ABSTRACT

This article discusses environmental citizenship in the light of a green political theory incorporating the ‘otherness view’ of nature’s value within the conception of the political offered by political liberalism. In attempting to make some progress clarifying what environmental citizenship amounts to in this context the author also hopes to be furthering a project he finds philosophically interesting: that of seeing how far modern mainstream political philosophy can be compatible, at least in terms of ideal theory, with a noninstrumental stance towards the natural world. The aim here is to go some way towards understanding how this can be achieved in the area of environmental citizenship without undermining political liberalism’s self-image as reasonable and liberal.1 The notion of political reasonableness, and the salient elements of the otherness view are briefly described here (these are explained in detail in Hailwood, 2004), and then ‘respect for nature’s otherness’ is presented as an application of reasonableness to our view of independent nature. Such respect should be a virtue of political liberal citizenship, indeed of any version of citizenship emphasising reasonableness and able to acknowledge a non-human reality. In making this claim there will in effect be a rather brisk denial of some of the more thoroughly anthropocentric assumptions of contemporary political philosophy.
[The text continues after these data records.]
//! Identifier types for PropLedger entities.

use serde::{Deserialize, Serialize};
use std::fmt;
use uuid::Uuid;

macro_rules! uuid_identifier {
    ($(#[$meta:meta])* $name:ident) => {
        $(#[$meta])*
        #[derive(Debug, Clone, Copy, PartialEq, Eq, Hash, PartialOrd, Ord, Serialize, Deserialize)]
        #[serde(transparent)]
        pub struct $name(Uuid);

        impl $name {
            /// Create a new time-ordered identifier.
            pub fn new() -> Self {
                Self(Uuid::now_v7())
            }

            /// Create from an existing UUID.
            pub fn from_uuid(uuid: Uuid) -> Self {
                Self(uuid)
            }

            /// Parse from string.
            pub fn parse(s: &str) -> Result<Self, uuid::Error> {
                Ok(Self(Uuid::parse_str(s)?))
            }

            /// Get the underlying UUID.
            pub fn as_uuid(&self) -> &Uuid {
                &self.0
            }
        }

        impl Default for $name {
            fn default() -> Self {
                Self::new()
            }
        }

        impl fmt::Display for $name {
            fn fmt(&self, f: &mut fmt::Formatter<'_>) -> fmt::Result {
                write!(f, "{}", self.0)
            }
        }

        impl From<Uuid> for $name {
            fn from(uuid: Uuid) -> Self {
                Self(uuid)
            }
        }
    };
}

uuid_identifier!(
    /// Unique identifier for a tokenized property.
    PropertyId
);

uuid_identifier!(
    /// Unique identifier for an investor or administrator account.
    UserId
);

uuid_identifier!(
    /// Unique identifier for a purchase order.
    OrderId
);

uuid_identifier!(
    /// Unique identifier for an ownership certificate.
    CertificateId
);

uuid_identifier!(
    /// Unique identifier for a cash/token movement row.
    TransactionId
);

/// Receipt identifier returned by the distributed ledger for one submission.
#[derive(Debug, Clone, PartialEq, Eq, Hash, Serialize, Deserialize)]
#[serde(transparent)]
pub struct LedgerTxId(String);

impl LedgerTxId {
    /// Prefix of identifiers synthesised when the ledger confirmed a record
    /// exists but reported no receipt for it.
    pub const RECOVERED_PREFIX: &'static str = "recovered:";

    /// Wrap a ledger-issued transaction id.
    pub fn new(id: impl Into<String>) -> Self {
        Self(id.into())
    }

    /// Marker id for a record the ledger already holds without a known receipt.
    pub fn recovered(subject: impl fmt::Display) -> Self {
        Self(format!("{}{}", Self::RECOVERED_PREFIX, subject))
    }

    /// Whether this id was synthesised rather than issued by the ledger.
    pub fn is_recovered(&self) -> bool {
        self.0.starts_with(Self::RECOVERED_PREFIX)
    }

    /// Get the id as a string slice.
    pub fn as_str(&self) -> &str {
        &self.0
    }
}

impl fmt::Display for LedgerTxId {
    fn fmt(&self, f: &mut fmt::Formatter<'_>) -> fmt::Result {
        write!(f, "{}", self.0)
    }
}

impl From<&str> for LedgerTxId {
    fn from(s: &str) -> Self {
        Self::new(s)
    }
}

impl From<String> for LedgerTxId {
    fn from(s: String) -> Self {
        Self(s)
    }
}
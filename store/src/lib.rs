//! PropLedger Ledger Store
//!
//! Relational persistence for properties, orders, holdings, certificates,
//! wallets, the movement journal and the on-chain audit log. Settlement
//! operations run inside a [`LedgerTransaction`] so that every multi-record
//! mutation commits together or not at all.

pub mod memory;
pub mod postgres;
pub mod store;

pub use memory::MemoryLedgerStore;
pub use postgres::PgLedgerStore;
pub use store::{LedgerStore, LedgerTransaction, SharedLedgerStore};
//! Cryptographic hash functions.

use serde::Serialize;
use sha2::{Digest, Sha256};

/// Compute SHA-256 hash.
pub fn sha256(data: &[u8]) -> [u8; 32] {
    let mut hasher = Sha256::new();
    hasher.update(data);
    hasher.finalize().into()
}

/// Compute SHA-256 hash and return as hex string.
pub fn sha256_hex(data: &[u8]) -> String {
    let hash = sha256(data);
    hash.iter().map(|b| format!("{:02x}", b)).collect()
}

/// Hex SHA-256 over the JSON encoding of `value`.
///
/// Struct fields serialize in declaration order, so the same document always
/// yields the same hash.
pub fn content_hash<T: Serialize>(value: &T) -> crate::Result<String> {
    let bytes = serde_json::to_vec(value)?;
    Ok(sha256_hex(&bytes))
}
However, some consideration will be given to some possible objections to it, including the thoughts that, as a ‘comprehensive doctrine’, the

otherness view cannot be a public commitment of citizenship, and that citizens can have direct obligations only to fellow citizens. Finally, there will be a brief discussion of some implications for citizenship education of treating respect for nature’s otherness as part of society’s ‘political capital’.